The Xerces Society for Invertebrate Conservation says the longer you can wait the better, but definitely hold off until April. Focus instead on pruning woody plants and removing invasives as you wait for the weather to warm.

If you just can’t bear to look at brown stems any longer, cut down spent growth to the fresh green leaves at the bottom (or to the ground in the case of plants that haven’t yet put out new leaves). Leave the debris in small piles in an out-of-the-way spot in the garden. Insects will emerge as the weather warms, and then you can pitch those little brush piles into the compost.

Papery brown parting mantis chrysalis clings to a stem just developing leaves.

3. Bundle your grasses

We find that the easiest way to cut down grasses is to tie them into a bunch with twine, then cut through their base with a pair of shears. If you are cutting grasses early in the season, the twine lets you set the entire bundle in an inconspicuous location until insects emerge and birds have taken what they want for nests.

4. Don’t mulch now

Mulch acts as an insulating layer on top of soil. If you put a blanket of mulch on top of cold soil, you’ll trap that cold and in turn delay plants from emerging. Mulch applied in early spring is also likely to lose its color quickly.

Instead, we prefer to build soil by adding compost where necessary. We wait until the soil has thoroughly warmed in April or May before putting down mulch.
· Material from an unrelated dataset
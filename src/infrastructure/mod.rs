//! In-process implementations of the domain ports.

pub mod in_memory;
If you laid a thick blanket of mulch on the beds in fall, be sure to rake it off. It’s fine to leave a light layer of mulch, but removing most of the heavy layer of winter mulch lets the soil warm more quickly. Chipped leaves you used for winter mulch can go straight to the compost pile.

When you do apply mulch, try to leave a section of the garden soil bare. Even a very small spot can be a boon to ground-dwelling insects.

5. Remove the wrappings from outdoor pots

If you have wrapped your containers (as we do) in insulating bubble wrap and burlap, you can remove those layers. Wait until you’re pretty sure that we’re past hard freeze (that is, the temps aren’t likely to drop below 28 degrees). We lost a pot to cracking one year by removing the wrapping too early.

Once you’re sure freezing temperatures are in the past, you can bring out containers and statuary you stored over the winter, as well as stored birdbaths and garden furniture. That’s the time to hook up the garden hose and rain barrel too.

Spring garden cleanup doesn’t have to be done all at once. Slowing your spring cleanup and timing it to the weather is a terrific way to experience your garden intimately—and to ease into using gardening muscles you haven’t exercised all winter!